Checklist for Beginning Your Story: Plot Considerations


Welcome to this week’s post, which is a continuation of what we talked about in last month’s video when we started a checklist of important elements to consider for your story’s beginning. Last time, we specifically talked about what you need to consider in regards to character and all of the many elements you can use both to enhance character in the beginning and to use character to create an awesome beginning that hooks readers.

I talked in that video about how complex a topic beginnings are and how the first chapter has so many moving pieces and so many things to think about, not just in hooking readers and convincing them this is an entertaining story, but also in laying the groundwork for everything to follow. If your beginning can’t do all that, then it compromises the story that follows.

So I wanted to divide this topic into two posts (and you can also watch the video or listen to the podcast, if you prefer those mediums). Really, there’s so much to talk about and we’re not covering all of everything that there is to consider about beginnings.
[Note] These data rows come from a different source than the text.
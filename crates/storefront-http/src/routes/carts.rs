//! Cart endpoints.

use axum::Json;
use axum::extract::{Path, Query, State};
use axum::http::StatusCode;
use storefront_core::models::cart::{CreateCart, CreateCartItem};
use storefront_core::repository::Pagination;
use surrealdb::Connection;
use uuid::Uuid;

use crate::dto::{
    AddCartItemRequest, CartListQuery, CartResponse, CreateCartRequest, PageResponse,
    UpdateItemQuantityRequest,
};
use crate::error::ApiError;
use crate::state::AppState;
use crate::tenant::TenantId;

pub async fn create<C: Connection>(
    State(state): State<AppState<C>>,
    TenantId(tenant_id): TenantId,
    Json(body): Json<CreateCartRequest>,
) -> Result<(StatusCode, Json<CartResponse>), ApiError> {
    let cart = state
        .carts
        .create_cart(CreateCart {
            tenant_id,
            customer_id: body.customer_id,
        })
        .await?;
    Ok((StatusCode::CREATED, Json(cart.into())))
}

pub async fn list<C: Connection>(
    State(state): State<AppState<C>>,
    TenantId(tenant_id): TenantId,
    Query(query): Query<CartListQuery>,
) -> Result<Json<PageResponse<CartResponse>>, ApiError> {
    let pagination = Pagination {
        offset: query.page * query.size,
        limit: query.size,
    };
    let page = state
        .carts
        .list_carts(tenant_id, query.customer_id, pagination)
        .await?;
    Ok(Json(PageResponse::from_result(page, Into::into)))
}

pub async fn get<C: Connection>(
    State(state): State<AppState<C>>,
    TenantId(tenant_id): TenantId,
    Path(id): Path<Uuid>,
) -> Result<Json<CartResponse>, ApiError> {
    let cart = state.carts.get_cart(tenant_id, id).await?;
    Ok(Json(cart.into()))
}

pub async fn delete<C: Connection>(
    State(state): State<AppState<C>>,
    TenantId(tenant_id): TenantId,
    Path(id): Path<Uuid>,
) -> Result<StatusCode, ApiError> {
    state.carts.delete_cart(tenant_id, id).await?;
    Ok(StatusCode::NO_CONTENT)
}

pub async fn add_item<C: Connection>(
    State(state): State<AppState<C>>,
    TenantId(tenant_id): TenantId,
    Path(cart_id): Path<Uuid>,
    Json(body): Json<AddCartItemRequest>,
) -> Result<(StatusCode, Json<CartResponse>), ApiError> {
    let cart = state
        .carts
        .add_item(
            tenant_id,
            cart_id,
            CreateCartItem {
                product_id: body.product_id,
                variant_id: body.variant_id,
                quantity: body.quantity,
                unit_price: body.unit_price,
                currency: body.currency,
            },
        )
        .await?;
    Ok((StatusCode::CREATED, Json(cart.into())))
}

pub async fn update_item<C: Connection>(
    State(state): State<AppState<C>>,
    TenantId(tenant_id): TenantId,
    Path((cart_id, item_id)): Path<(Uuid, Uuid)>,
    Json(body): Json<UpdateItemQuantityRequest>,
) -> Result<Json<CartResponse>, ApiError> {
    let cart = state
        .carts
        .update_item_quantity(tenant_id, cart_id, item_id, body.quantity)
        .await?;
    Ok(Json(cart.into()))
}

pub async fn remove_item<C: Connection>(
    State(state): State<AppState<C>>,
    TenantId(tenant_id): TenantId,
    Path((cart_id, item_id)): Path<(Uuid, Uuid)>,
) -> Result<Json<CartResponse>, ApiError> {
    let cart = state.carts.remove_item(tenant_id, cart_id, item_id).await?;
    Ok(Json(cart.into()))
}

pub async fn clear<C: Connection>(
    State(state): State<AppState<C>>,
    TenantId(tenant_id): TenantId,
    Path(cart_id): Path<Uuid>,
) -> Result<Json<CartResponse>, ApiError> {
    let cart = state.carts.clear_cart(tenant_id, cart_id).await?;
    Ok(Json(cart.into()))
}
>>Click here to read “Your Ultimate First Chapter Checklist, Pt. 1: Hooking Readers

>>Click here to read “Your Ultimate First Chapter Checklist, Pt. 2: Writing the Opening Scene

>>Click here to read “Your Ultimate First Chapter Checklist, Pt. 3: Introducing the Story

Today, we are going to be talking about plot considerations for your story’s beginning.
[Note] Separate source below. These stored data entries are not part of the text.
//! Storefront Database — SurrealDB connection management and repository
//! implementations.
//!
//! This crate provides:
//! - Connection management ([`DbConfig`], [`DbManager`])
//! - Schema initialization and migrations ([`run_migrations`])
//! - Error types ([`DbError`])
//! - SurrealDB implementations of the `storefront-core` repository traits

mod connection;
mod error;
pub mod repository;
mod schema;

pub use connection::{DbConfig, DbManager};
pub use error::DbError;
pub use repository::customer::verify_password;
pub use schema::run_migrations;
//! Stock service — per-variant stock levels.
//!
//! Quantities never go negative. Adjustments are read-modify-write
//! with no locking; concurrent adjustments to the same variant have
//! no ordering guarantee, matching the rest of the platform.

use storefront_core::error::{StorefrontError, StorefrontResult};
use storefront_core::models::stock::{CreateStockLevel, StockLevel};
use storefront_core::repository::{PaginatedResult, Pagination, StockRepository};
use tracing::info;
use uuid::Uuid;

/// Stock service.
pub struct StockService<S: StockRepository> {
    stock_repo: S,
}

impl<S: StockRepository> StockService<S> {
    pub fn new(stock_repo: S) -> Self {
        Self { stock_repo }
    }

    pub async fn get_level(
        &self,
        tenant_id: Uuid,
        variant_id: Uuid,
    ) -> StorefrontResult<StockLevel> {
        self.stock_repo.get_by_variant(tenant_id, variant_id).await
    }

    /// Set the absolute quantity for a variant, creating the level row
    /// if it does not exist yet.
    pub async fn set_level(
        &self,
        tenant_id: Uuid,
        variant_id: Uuid,
        quantity: i64,
    ) -> StorefrontResult<StockLevel> {
        if quantity < 0 {
            return Err(StorefrontError::validation("Quantity must not be negative"));
        }
        let level = self
            .stock_repo
            .upsert(CreateStockLevel {
                tenant_id,
                variant_id,
                quantity,
            })
            .await?;
        info!(tenant_id = %tenant_id, variant_id = %variant_id, quantity, "Stock level set");
        Ok(level)
    }

    /// Apply a relative adjustment (positive or negative). A variant
    /// without a level row starts from zero. Overdrawing is rejected.
    pub async fn adjust(
        &self,
        tenant_id: Uuid,
        variant_id: Uuid,
        delta: i64,
    ) -> StorefrontResult<StockLevel> {
        let current = match self.stock_repo.get_by_variant(tenant_id, variant_id).await {
            Ok(level) => level.quantity,
            Err(StorefrontError::NotFound { .. }) => 0,
            Err(e) => return Err(e),
        };

        let next = current + delta;
        if next < 0 {
            return Err(StorefrontError::validation(format!(
                "Stock cannot go negative: {current} available, adjustment {delta}"
            )));
        }

        self.set_level(tenant_id, variant_id, next).await
    }

    pub async fn list_levels(
        &self,
        tenant_id: Uuid,
        pagination: Pagination,
    ) -> StorefrontResult<PaginatedResult<StockLevel>> {
        self.stock_repo.list(tenant_id, pagination).await
    }
}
Creating Character Arcs (Amazon affiliate link)

Obviously, character is a huge part of this. You can’t have plot without character. Beginning with some of the things we talked about in the last video as a foundation is important in creating or highlighting elements of your character’s personality that drive the conflict and show your character’s relationship to the thematic Lie and Truth, which are going to drive their character arc and influence what they want and how they interact in the plot.

Setting Up Your Character’s Plot Goal in Your Story’s Beginning

One of the first things to remember in introducing the plot in your story’s beginning is that every scene in your story is like a domino in a row of dominoes. You know how people create those really elaborate designs, where if you push one domino over, it creates this chain reaction? Every domino has to be perfectly in place for this to happen, or the action comes to a halt and, at best, the person has to come in and manually bump over the next domino to recreate the chain reaction.
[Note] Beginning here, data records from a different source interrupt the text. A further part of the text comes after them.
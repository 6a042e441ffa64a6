//! Tenant isolation tests: aggregates created under tenant A must
//! never be visible to, or mutable by, calls scoped to tenant B.
//! Quantified over every tenant-scoped resource type.

use rust_decimal::Decimal;
use storefront_core::models::brand::CreateBrand;
use storefront_core::models::cart::CreateCart;
use storefront_core::models::customer::CreateCustomer;
use storefront_core::models::product::CreateProduct;
use storefront_core::models::stock::CreateStockLevel;
use storefront_core::repository::{
    BrandRepository, CartRepository, CustomerRepository, OrderDraft, OrderDraftItem,
    OrderRepository, Pagination, ProductRepository, StockRepository,
};
use storefront_core::StorefrontError;
use storefront_db::repository::{
    SurrealBrandRepository, SurrealCartRepository, SurrealCustomerRepository,
    SurrealOrderRepository, SurrealProductRepository, SurrealStockRepository,
};
use surrealdb::Surreal;
use surrealdb::engine::local::Mem;
use uuid::Uuid;

/// Helper: spin up in-memory DB, run migrations, and mint two tenants.
async fn setup() -> (Surreal<surrealdb::engine::local::Db>, Uuid, Uuid) {
    let db = Surreal::new::<Mem>(()).await.unwrap();
    db.use_ns("test").use_db("test").await.unwrap();
    storefront_db::run_migrations(&db).await.unwrap();
    (db, Uuid::new_v4(), Uuid::new_v4())
}

#[tokio::test]
async fn brands_are_isolated_between_tenants() {
    let (db, tenant_a, tenant_b) = setup().await;
    let repo = SurrealBrandRepository::new(db);

    let brand = repo
        .create(CreateBrand {
            tenant_id: tenant_a,
            name: "Dell".into(),
            description: None,
        })
        .await
        .unwrap();

    // Tenant B sees nothing: not in lists, not by id, not mutable.
    let page = repo.list(tenant_b, Pagination::default()).await.unwrap();
    assert_eq!(page.total, 0);

    let err = repo.get_by_id(tenant_b, brand.id).await.unwrap_err();
    assert!(matches!(err, StorefrontError::NotFound { .. }));

    repo.delete(tenant_b, brand.id).await.unwrap();
    // Still present for tenant A — the cross-tenant delete matched nothing.
    assert_eq!(repo.get_by_id(tenant_a, brand.id).await.unwrap().id, brand.id);
}

#[tokio::test]
async fn products_and_slugs_are_isolated_between_tenants() {
    let (db, tenant_a, tenant_b) = setup().await;
    let repo = SurrealProductRepository::new(db);

    repo.create(CreateProduct {
        tenant_id: tenant_a,
        name: "Notebook Dell".into(),
        slug: "notebook-dell".into(),
        description: None,
        brand_id: None,
        category_id: None,
        tags: vec![],
    })
    .await
    .unwrap();

    assert!(repo.slug_exists(tenant_a, "notebook-dell").await.unwrap());
    // The same slug is free under another tenant.
    assert!(!repo.slug_exists(tenant_b, "notebook-dell").await.unwrap());
    assert!(repo.get_by_slug(tenant_b, "notebook-dell").await.is_err());
}

#[tokio::test]
async fn carts_and_orders_are_isolated_between_tenants() {
    let (db, tenant_a, tenant_b) = setup().await;
    let cart_repo = SurrealCartRepository::new(db.clone());
    let order_repo = SurrealOrderRepository::new(db);

    let cart = cart_repo
        .create(CreateCart {
            tenant_id: tenant_a,
            customer_id: None,
        })
        .await
        .unwrap();
    assert!(cart_repo.get_by_id(tenant_b, cart.id).await.is_err());

    let order = order_repo
        .create(OrderDraft {
            tenant_id: tenant_a,
            cart_id: cart.id,
            customer_id: Uuid::new_v4(),
            items: vec![OrderDraftItem {
                product_id: Uuid::new_v4(),
                variant_id: Uuid::new_v4(),
                quantity: 1,
                unit_price: Decimal::new(9999, 2),
                currency: "BRL".into(),
            }],
            total: Decimal::new(9999, 2),
            currency: "BRL".into(),
        })
        .await
        .unwrap();

    assert!(order_repo.get_by_id(tenant_b, order.id).await.is_err());
    let page = order_repo.list(tenant_b, Pagination::default()).await.unwrap();
    assert_eq!(page.total, 0);
}

#[tokio::test]
async fn customers_and_stock_are_isolated_between_tenants() {
    let (db, tenant_a, tenant_b) = setup().await;
    let customer_repo = SurrealCustomerRepository::new(db.clone());
    let stock_repo = SurrealStockRepository::new(db);

    let customer = customer_repo
        .create(CreateCustomer {
            tenant_id: tenant_a,
            name: "Alice".into(),
            email: "alice@example.com".into(),
            password: "SuperSecret123!".into(),
        })
        .await
        .unwrap();

    assert!(customer_repo.get_by_id(tenant_b, customer.id).await.is_err());
    // Same email is free under another tenant.
    assert!(
        !customer_repo
            .email_exists(tenant_b, "alice@example.com")
            .await
            .unwrap()
    );

    let variant_id = Uuid::new_v4();
    stock_repo
        .upsert(CreateStockLevel {
            tenant_id: tenant_a,
            variant_id,
            quantity: 10,
        })
        .await
        .unwrap();

    assert!(stock_repo.get_by_variant(tenant_b, variant_id).await.is_err());
}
The first domino in your plotline of dominoes is the first scene. Ask, “How does this set up the chain reaction that’s going to follow?” It can’t be this arbitrary scene that’s tacked on in order to accomplish other important things that have to happen in the beginning (such as introducing characters or even just hooking readers). It has to do so in a way that is integral to the entire story and that creates this sense of cohesion and resonance.

Setting Up Your Character’s Desire and Plot Goal

What is plot in a nutshell? We can simply think of it as the character wanting something. They have a goal, and that goal is met with obstacles, which is what creates the conflict and therefore the entire drama of the story. It all begins with something your character wants.

This desire is something specific. It’s the plot goal, whatever that may be in your story, whether it’s a relationship (i.e., they want to be with somebody), whether it’s an actual item they’re pursuing that they need, or whether it’s to defeat an enemy. The plot goal can be something very specific (i.e., something they can hold it in their hand), or it can be something more abstract. Whatever it is, it is something specific within the plot. That specific goal is driven by a deeper desire on your character’s part. This is the Thing Your Character Wants.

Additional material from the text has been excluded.